Furthermore, we performed experiments at the direct conditions of core formation in a deep magma ocean (P> 40 GPa and T> 3000 K) to constrain the distribution of Mn and Na between the core and mantle. The results show that the Earth experienced limited post-nebular volatilization and that the Earth underwent a style of volatile depletion similar to that experienced by chondrites (i.e. incomplete condensation in the solar nebula). (Siebert, et al. 2018). In addition, we have performed laser-heated diamond anvil cell experiments and measured K and U solubility in molten iron alloy at core formation conditions. We find that a maximum of 26 ppm K and 3.5 ppb U can be dissolved in the Earth’s core, producing up to 7.5 TW of heat 4.5 Gyr ago. While higher than previous estimates, this is insufficient to power an early geodynamo, appreciably reduce initial core temperature, or significantly alter its thermal evolution and the (apparently young) age of the inner core (Blanchard et al. 2017). Further work from Mahan, using results from laser heated diamond anvil cell experiments at extreme P-T conditions, have shown that the budget of volatile elements of the mantle is dominated by late accreting components (Mahan et al. 2016, 2018a, 2018b).

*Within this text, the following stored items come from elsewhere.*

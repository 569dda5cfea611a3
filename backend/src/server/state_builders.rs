//! Builder for the HTTP handler state.

use std::sync::Arc;

use actix_web::web;
use tracing::info;

use user_product_backend::inbound::http::state::HttpState;
use user_product_backend::outbound::memory::{InMemoryProductRepository, InMemoryUserRepository};
use user_product_backend::outbound::persistence::{
    DbPool, DieselProductRepository, DieselUserRepository,
};

use super::ServerConfig;

fn diesel_state(pool: &DbPool) -> HttpState {
    HttpState::from_repositories(
        Arc::new(DieselUserRepository::new(pool.clone())),
        Arc::new(DieselProductRepository::new(pool.clone())),
    )
}

fn in_memory_state() -> HttpState {
    HttpState::from_repositories(
        Arc::new(InMemoryUserRepository::new()),
        Arc::new(InMemoryProductRepository::new()),
    )
}

/// Build handler state over PostgreSQL when a pool is configured, otherwise
/// over process memory.
pub(super) fn build_http_state(config: &ServerConfig) -> web::Data<HttpState> {
    let state = match &config.db_pool {
        Some(pool) => diesel_state(pool),
        None => {
            info!("no database pool configured; records are kept in memory");
            in_memory_state()
        }
    };
    web::Data::new(state)
}
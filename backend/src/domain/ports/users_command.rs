//! Driving port for user mutations.
//!
//! Inbound adapters hand submissions and patches to this port and translate
//! the outcome into their own protocol.

use async_trait::async_trait;

use crate::domain::{Error, Submission, User, UserCandidate, UserId, UserPatch};

/// Outcome of a user creation request that did not fail outright.
#[derive(Debug, Clone, PartialEq)]
pub enum UserCreation {
    /// Every candidate was persisted.
    Created {
        /// Persisted users in submission order.
        inserted: Vec<User>,
    },
    /// Some candidates clashed with stored emails; the rest were persisted.
    PartialConflict {
        /// Persisted users in submission order.
        inserted: Vec<User>,
        /// Emails that already existed, in submission order.
        rejected: Vec<String>,
    },
}

impl UserCreation {
    /// Users written by this request.
    pub fn inserted(&self) -> &[User] {
        match self {
            Self::Created { inserted } | Self::PartialConflict { inserted, .. } => inserted,
        }
    }

    /// Emails rejected as duplicates; empty unless the outcome is a partial conflict.
    pub fn rejected(&self) -> &[String] {
        match self {
            Self::Created { .. } => &[],
            Self::PartialConflict { rejected, .. } => rejected,
        }
    }
}

/// Domain use-case port for creating, updating, and deleting users.
#[async_trait]
pub trait UsersCommand: Send + Sync {
    /// Validate, deduplicate, and persist one or many candidates.
    async fn create(&self, submission: Submission<UserCandidate>) -> Result<UserCreation, Error>;

    /// Merge a partial update into the user with `id`.
    async fn update(&self, id: &UserId, patch: UserPatch) -> Result<(), Error>;

    /// Delete the user with `id`.
    async fn delete(&self, id: &UserId) -> Result<(), Error>;
}
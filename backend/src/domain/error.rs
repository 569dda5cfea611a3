//! Domain-level error types.
//!
//! These errors are transport agnostic. Inbound adapters map them to HTTP
//! responses or any other protocol-specific envelope.

use serde::{Deserialize, Serialize};
use serde_json::Value;

use super::TraceId;

/// Header carrying the request trace identifier on every response.
pub const TRACE_ID_HEADER: &str = "trace-id";

/// Stable machine-readable error code describing the failure category.
#[derive(Debug, Clone, Copy, PartialEq, Eq, Hash, Serialize, Deserialize)]
#[non_exhaustive]
#[serde(rename_all = "snake_case")]
pub enum ErrorCode {
    /// The request is malformed or fails validation.
    InvalidRequest,
    /// The request clashes with data already held by the store.
    Conflict,
    /// A collaborator (usually the record store) is unreachable.
    ServiceUnavailable,
    /// An unexpected error occurred inside the domain.
    InternalError,
}

/// Domain error payload.
///
/// ## Invariants
/// - `message` must be non-empty once trimmed of whitespace.
/// - `trace_id`, when present, must be non-empty once trimmed.
///
/// # Examples
/// ```
/// use user_product_backend::domain::{Error, ErrorCode};
///
/// let err = Error::new(ErrorCode::Conflict, "duplicate");
/// assert_eq!(err.code(), ErrorCode::Conflict);
/// ```
#[derive(Debug, Clone, PartialEq, Serialize, Deserialize)]
#[serde(rename_all = "camelCase")]
pub struct Error {
    code: ErrorCode,
    message: String,
    #[serde(skip_serializing_if = "Option::is_none")]
    trace_id: Option<String>,
    #[serde(skip_serializing_if = "Option::is_none")]
    details: Option<Value>,
}

/// Validation errors emitted by the fallible constructors.
#[derive(Debug, Clone, PartialEq, Eq, thiserror::Error)]
pub enum ErrorValidationError {
    /// The message was empty or whitespace only.
    #[error("error message must not be empty")]
    EmptyMessage,
    /// The trace identifier was empty or whitespace only.
    #[error("trace identifier must not be empty")]
    EmptyTraceId,
}

impl Error {
    /// Create a new error, panicking if validation fails.
    ///
    /// Captures the current trace identifier if one is in scope so the error
    /// is correlated automatically.
    ///
    /// # Panics
    /// Panics when `message` is blank; callers pass literal or formatted
    /// messages that are never empty.
    pub fn new(code: ErrorCode, message: impl Into<String>) -> Self {
        match Self::try_new(code, message) {
            Ok(value) => value,
            Err(err) => panic!("error messages must satisfy validation: {err}"),
        }
    }

    /// Fallible constructor that validates the message content.
    pub fn try_new(code: ErrorCode, message: impl Into<String>) -> Result<Self, ErrorValidationError> {
        let message = message.into();
        if message.trim().is_empty() {
            return Err(ErrorValidationError::EmptyMessage);
        }
        Ok(Self {
            code,
            message,
            trace_id: TraceId::current().map(|id| id.to_string()),
            details: None,
        })
    }

    /// Stable machine-readable error code.
    pub fn code(&self) -> ErrorCode {
        self.code
    }

    /// Human-readable message returned to adapters.
    pub fn message(&self) -> &str {
        self.message.as_str()
    }

    /// Trace identifier captured when the error was created, if any.
    pub fn trace_id(&self) -> Option<&str> {
        self.trace_id.as_deref()
    }

    /// Supplementary error details for adapters.
    pub fn details(&self) -> Option<&Value> {
        self.details.as_ref()
    }

    /// Attach a trace identifier to the error.
    ///
    /// # Panics
    /// Panics when `id` is blank.
    pub fn with_trace_id(self, id: impl Into<String>) -> Self {
        match self.try_with_trace_id(id) {
            Ok(value) => value,
            Err(err) => panic!("trace identifiers must satisfy validation: {err}"),
        }
    }

    /// Fallible variant of [`Error::with_trace_id`].
    pub fn try_with_trace_id(mut self, id: impl Into<String>) -> Result<Self, ErrorValidationError> {
        let id = id.into();
        if id.trim().is_empty() {
            return Err(ErrorValidationError::EmptyTraceId);
        }
        self.trace_id = Some(id);
        Ok(self)
    }

    /// Attach structured details to the error.
    ///
    /// # Examples
    /// ```
    /// use user_product_backend::domain::Error;
    /// use serde_json::json;
    ///
    /// let err = Error::invalid_request("bad")
    ///     .with_details(json!({ "fields": ["email"] }));
    /// assert!(err.details().is_some());
    /// ```
    pub fn with_details(mut self, details: Value) -> Self {
        self.details = Some(details);
        self
    }

    /// Convenience constructor for [`ErrorCode::InvalidRequest`].
    pub fn invalid_request(message: impl Into<String>) -> Self {
        Self::new(ErrorCode::InvalidRequest, message)
    }

    /// Convenience constructor for [`ErrorCode::Conflict`].
    pub fn conflict(message: impl Into<String>) -> Self {
        Self::new(ErrorCode::Conflict, message)
    }

    /// Convenience constructor for [`ErrorCode::ServiceUnavailable`].
    pub fn service_unavailable(message: impl Into<String>) -> Self {
        Self::new(ErrorCode::ServiceUnavailable, message)
    }

    /// Convenience constructor for [`ErrorCode::InternalError`].
    pub fn internal(message: impl Into<String>) -> Self {
        Self::new(ErrorCode::InternalError, message)
    }
}

impl std::fmt::Display for Error {
    fn fmt(&self, f: &mut std::fmt::Formatter<'_>) -> std::fmt::Result {
        write!(f, "{}", self.message)
    }
}

impl std::error::Error for Error {}

#[cfg(test)]
mod tests;
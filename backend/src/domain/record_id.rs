//! Store-assigned record identifiers.
//!
//! Users and products are keyed by UUIDs generated when a record is first
//! persisted. Each collection gets its own newtype so a product identifier
//! can never be handed to the user repository by mistake.

use std::fmt;
use std::str::FromStr;

use serde::{Deserialize, Serialize};
use uuid::Uuid;

/// Validation errors returned when parsing an identifier from text.
#[derive(Debug, Clone, PartialEq, Eq, thiserror::Error)]
pub enum RecordIdError {
    /// The input was empty.
    #[error("record id must not be empty")]
    Empty,
    /// The input was not a hyphenated UUID.
    #[error("record id `{value}` is not a valid UUID")]
    Invalid { value: String },
}

macro_rules! define_record_id {
    ($(#[$meta:meta])* $name:ident) => {
        $(#[$meta])*
        #[derive(Debug, Clone, Copy, PartialEq, Eq, Hash, Serialize, Deserialize)]
        #[serde(transparent)]
        pub struct $name(Uuid);

        impl $name {
            /// Generate a new random identifier.
            #[must_use]
            pub fn random() -> Self {
                Self(Uuid::new_v4())
            }

            /// Wrap an existing UUID.
            #[must_use]
            pub const fn from_uuid(uuid: Uuid) -> Self {
                Self(uuid)
            }

            /// Access the underlying UUID.
            #[must_use]
            pub const fn as_uuid(&self) -> &Uuid {
                &self.0
            }
        }

        impl fmt::Display for $name {
            fn fmt(&self, f: &mut fmt::Formatter<'_>) -> fmt::Result {
                self.0.fmt(f)
            }
        }

        impl FromStr for $name {
            type Err = RecordIdError;

            fn from_str(s: &str) -> Result<Self, Self::Err> {
                parse_uuid(s).map(Self)
            }
        }
    };
}

fn parse_uuid(raw: &str) -> Result<Uuid, RecordIdError> {
    if raw.is_empty() {
        return Err(RecordIdError::Empty);
    }
    Uuid::parse_str(raw).map_err(|_| RecordIdError::Invalid {
        value: raw.to_owned(),
    })
}

define_record_id! {
    /// Identifier of a persisted user.
    ///
    /// # Examples
    /// ```
    /// use user_product_backend::domain::UserId;
    ///
    /// let id: UserId = "3fa85f64-5717-4562-b3fc-2c963f66afa6".parse().expect("valid id");
    /// assert_eq!(id.to_string(), "3fa85f64-5717-4562-b3fc-2c963f66afa6");
    /// ```
    UserId
}

define_record_id! {
    /// Identifier of a persisted product.
    ProductId
}

#[cfg(test)]
mod tests {
    use super::*;
    use rstest::rstest;

    #[rstest]
    #[case("", RecordIdError::Empty)]
    #[case("42", RecordIdError::Invalid { value: "42".to_owned() })]
    #[case("65f0c0ffee0000000000abcd", RecordIdError::Invalid { value: "65f0c0ffee0000000000abcd".to_owned() })]
    fn rejects_malformed_identifiers(#[case] raw: &str, #[case] expected: RecordIdError) {
        assert_eq!(raw.parse::<UserId>(), Err(expected));
    }

    #[rstest]
    fn serialises_as_plain_string() {
        let id: ProductId = "3fa85f64-5717-4562-b3fc-2c963f66afa6"
            .parse()
            .expect("valid id");
        let value = serde_json::to_value(id).expect("serialise id");
        assert_eq!(value, serde_json::json!("3fa85f64-5717-4562-b3fc-2c963f66afa6"));
    }

    #[rstest]
    fn random_identifiers_differ() {
        assert_ne!(UserId::random(), UserId::random());
    }
}
//! PostgreSQL-backed `ProductRepository` implementation using Diesel ORM.

use async_trait::async_trait;
use diesel::prelude::*;
use diesel_async::RunQueryDsl;
use uuid::Uuid;

use crate::domain::ports::{ProductPersistenceError, ProductRepository};
use crate::domain::{NewProduct, Product, ProductId, ProductPatch};

use super::diesel_basic_error_mapping::{map_basic_diesel_error, map_basic_pool_error};
use super::models::{NewProductRow, ProductChangeset, ProductRow};
use super::pool::{DbPool, PoolError};
use super::schema::products;

/// Diesel-backed implementation of the `ProductRepository` port.
#[derive(Clone)]
pub struct DieselProductRepository {
    pool: DbPool,
}

impl DieselProductRepository {
    pub fn new(pool: DbPool) -> Self {
        Self { pool }
    }
}

fn map_pool_error(error: PoolError) -> ProductPersistenceError {
    map_basic_pool_error(error, ProductPersistenceError::connection)
}

fn map_diesel_error(error: diesel::result::Error) -> ProductPersistenceError {
    map_basic_diesel_error(
        error,
        ProductPersistenceError::query,
        ProductPersistenceError::connection,
    )
}

#[async_trait]
impl ProductRepository for DieselProductRepository {
    async fn insert_one(&self, product: NewProduct) -> Result<Product, ProductPersistenceError> {
        let mut conn = self.pool.get().await.map_err(map_pool_error)?;

        let row = diesel::insert_into(products::table)
            .values(NewProductRow::new(Uuid::new_v4(), &product))
            .returning(ProductRow::as_returning())
            .get_result(&mut conn)
            .await
            .map_err(map_diesel_error)?;

        Ok(row.into())
    }

    async fn insert_many(
        &self,
        products: Vec<NewProduct>,
    ) -> Result<Vec<Product>, ProductPersistenceError> {
        if products.is_empty() {
            return Ok(Vec::new());
        }
        let mut conn = self.pool.get().await.map_err(map_pool_error)?;

        let rows: Vec<NewProductRow<'_>> = products
            .iter()
            .map(|product| NewProductRow::new(Uuid::new_v4(), product))
            .collect();
        let inserted = diesel::insert_into(products::table)
            .values(&rows)
            .returning(ProductRow::as_returning())
            .get_results(&mut conn)
            .await
            .map_err(map_diesel_error)?;

        Ok(inserted.into_iter().map(Product::from).collect())
    }

    async fn list(&self) -> Result<Vec<Product>, ProductPersistenceError> {
        let mut conn = self.pool.get().await.map_err(map_pool_error)?;

        let rows = products::table
            .select(ProductRow::as_select())
            .load(&mut conn)
            .await
            .map_err(map_diesel_error)?;

        Ok(rows.into_iter().map(Product::from).collect())
    }

    async fn update(
        &self,
        id: &ProductId,
        patch: &ProductPatch,
    ) -> Result<(), ProductPersistenceError> {
        if patch.is_empty() {
            return Ok(());
        }
        let mut conn = self.pool.get().await.map_err(map_pool_error)?;

        diesel::update(products::table.find(*id.as_uuid()))
            .set(ProductChangeset::from(patch))
            .execute(&mut conn)
            .await
            .map(|_| ())
            .map_err(map_diesel_error)
    }

    async fn delete(&self, id: &ProductId) -> Result<(), ProductPersistenceError> {
        let mut conn = self.pool.get().await.map_err(map_pool_error)?;

        diesel::delete(products::table.find(*id.as_uuid()))
            .execute(&mut conn)
            .await
            .map(|_| ())
            .map_err(map_diesel_error)
    }
}
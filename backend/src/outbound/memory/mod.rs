//! Process-local repositories backed by a mutex-guarded `Vec`.
//!
//! Used when no database URL is configured and by the HTTP and behaviour
//! tests. Records keep insertion order, which is also the listing order.

use std::sync::{Mutex, MutexGuard};

use async_trait::async_trait;

use crate::domain::ports::{
    ProductPersistenceError, ProductRepository, UserPersistenceError, UserRepository,
};
use crate::domain::{
    NewProduct, NewUser, Product, ProductId, ProductPatch, User, UserId, UserPatch,
};

fn lock<T, E>(
    records: &Mutex<Vec<T>>,
    poisoned: impl FnOnce(&'static str) -> E,
) -> Result<MutexGuard<'_, Vec<T>>, E> {
    records.lock().map_err(|_| poisoned("in-memory store lock poisoned"))
}

/// In-memory `UserRepository`.
#[derive(Debug, Default)]
pub struct InMemoryUserRepository {
    users: Mutex<Vec<User>>,
}

impl InMemoryUserRepository {
    pub fn new() -> Self {
        Self::default()
    }

    /// Seed the store with already persisted users.
    pub fn with_users(users: impl IntoIterator<Item = User>) -> Self {
        Self {
            users: Mutex::new(users.into_iter().collect()),
        }
    }

    fn records(&self) -> Result<MutexGuard<'_, Vec<User>>, UserPersistenceError> {
        lock(&self.users, UserPersistenceError::connection)
    }
}

#[async_trait]
impl UserRepository for InMemoryUserRepository {
    async fn find_by_email(&self, email: &str) -> Result<Option<User>, UserPersistenceError> {
        Ok(self
            .records()?
            .iter()
            .find(|user| user.email == email)
            .cloned())
    }

    async fn insert_one(&self, user: NewUser) -> Result<User, UserPersistenceError> {
        let user = user.into_user(UserId::random());
        self.records()?.push(user.clone());
        Ok(user)
    }

    async fn insert_many(&self, batch: Vec<NewUser>) -> Result<Vec<User>, UserPersistenceError> {
        let inserted: Vec<User> = batch
            .into_iter()
            .map(|user| user.into_user(UserId::random()))
            .collect();
        self.records()?.extend(inserted.iter().cloned());
        Ok(inserted)
    }

    async fn list(&self) -> Result<Vec<User>, UserPersistenceError> {
        Ok(self.records()?.clone())
    }

    async fn update(&self, id: &UserId, patch: &UserPatch) -> Result<(), UserPersistenceError> {
        if let Some(user) = self.records()?.iter_mut().find(|user| user.id == *id) {
            user.apply(patch);
        }
        Ok(())
    }

    async fn delete(&self, id: &UserId) -> Result<(), UserPersistenceError> {
        self.records()?.retain(|user| user.id != *id);
        Ok(())
    }
}

/// In-memory `ProductRepository`.
#[derive(Debug, Default)]
pub struct InMemoryProductRepository {
    products: Mutex<Vec<Product>>,
}

impl InMemoryProductRepository {
    pub fn new() -> Self {
        Self::default()
    }

    fn records(&self) -> Result<MutexGuard<'_, Vec<Product>>, ProductPersistenceError> {
        lock(&self.products, ProductPersistenceError::connection)
    }
}

#[async_trait]
impl ProductRepository for InMemoryProductRepository {
    async fn insert_one(&self, product: NewProduct) -> Result<Product, ProductPersistenceError> {
        let product = product.into_product(ProductId::random());
        self.records()?.push(product.clone());
        Ok(product)
    }

    async fn insert_many(
        &self,
        products: Vec<NewProduct>,
    ) -> Result<Vec<Product>, ProductPersistenceError> {
        let inserted: Vec<Product> = products
            .into_iter()
            .map(|product| product.into_product(ProductId::random()))
            .collect();
        self.records()?.extend(inserted.iter().cloned());
        Ok(inserted)
    }

    async fn list(&self) -> Result<Vec<Product>, ProductPersistenceError> {
        Ok(self.records()?.clone())
    }

    async fn update(
        &self,
        id: &ProductId,
        patch: &ProductPatch,
    ) -> Result<(), ProductPersistenceError> {
        if let Some(product) = self.records()?.iter_mut().find(|product| product.id == *id) {
            product.apply(patch);
        }
        Ok(())
    }

    async fn delete(&self, id: &ProductId) -> Result<(), ProductPersistenceError> {
        self.records()?.retain(|product| product.id != *id);
        Ok(())
    }
}
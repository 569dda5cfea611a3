//! Diesel table definitions for the PostgreSQL schema.
//!
//! Tables are provisioned outside this service; keep these definitions in
//! step with the live database (`diesel print-schema` regenerates them).

diesel::table! {
    /// Registered users. Email is not unique at the storage level.
    users (id) {
        id -> Uuid,
        name -> Varchar,
        email -> Varchar,
        age -> Float8,
    }
}

diesel::table! {
    /// Catalogue products.
    products (id) {
        id -> Uuid,
        name -> Varchar,
        price -> Float8,
        category -> Varchar,
        stock -> Float8,
    }
}

diesel::allow_tables_to_appear_in_same_query!(users, products);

We have studied these last years a scenario in which the solar wind irradiation process is a possible source of the light volatile elements (He, H, Ne) on planetary precursors (Peron et al., 2017, 2018; Jaupart et al., 2017). The approach was double: precise measurements of the noble gases in terrestrial and extraterrestrial samples thanks to new analytical protocols (laser ablation for instance), and modeling of gas capture around planetary embryos. Moreover, we have also recently worked on the chondritic contribution for terrestrial heavy noble gases (e.g. xenon: Moreira et al., 2018; Moreira et al., in prep; Peron and Moreira, 2018-in press). This former was quantified thanks to a new analytical protocol for xenon isotopes to obtained never-obtained precision on mantle-derived samples. We have shown that a chondritic xenon (different from Earth’s atmosphere) is present in the mantle, and that recycling of atmospheric xenon into the mantle has almost masked this primordial component, with an onset of the subduction that cannot be older than 3Ga (Péron and Moreira, 2018).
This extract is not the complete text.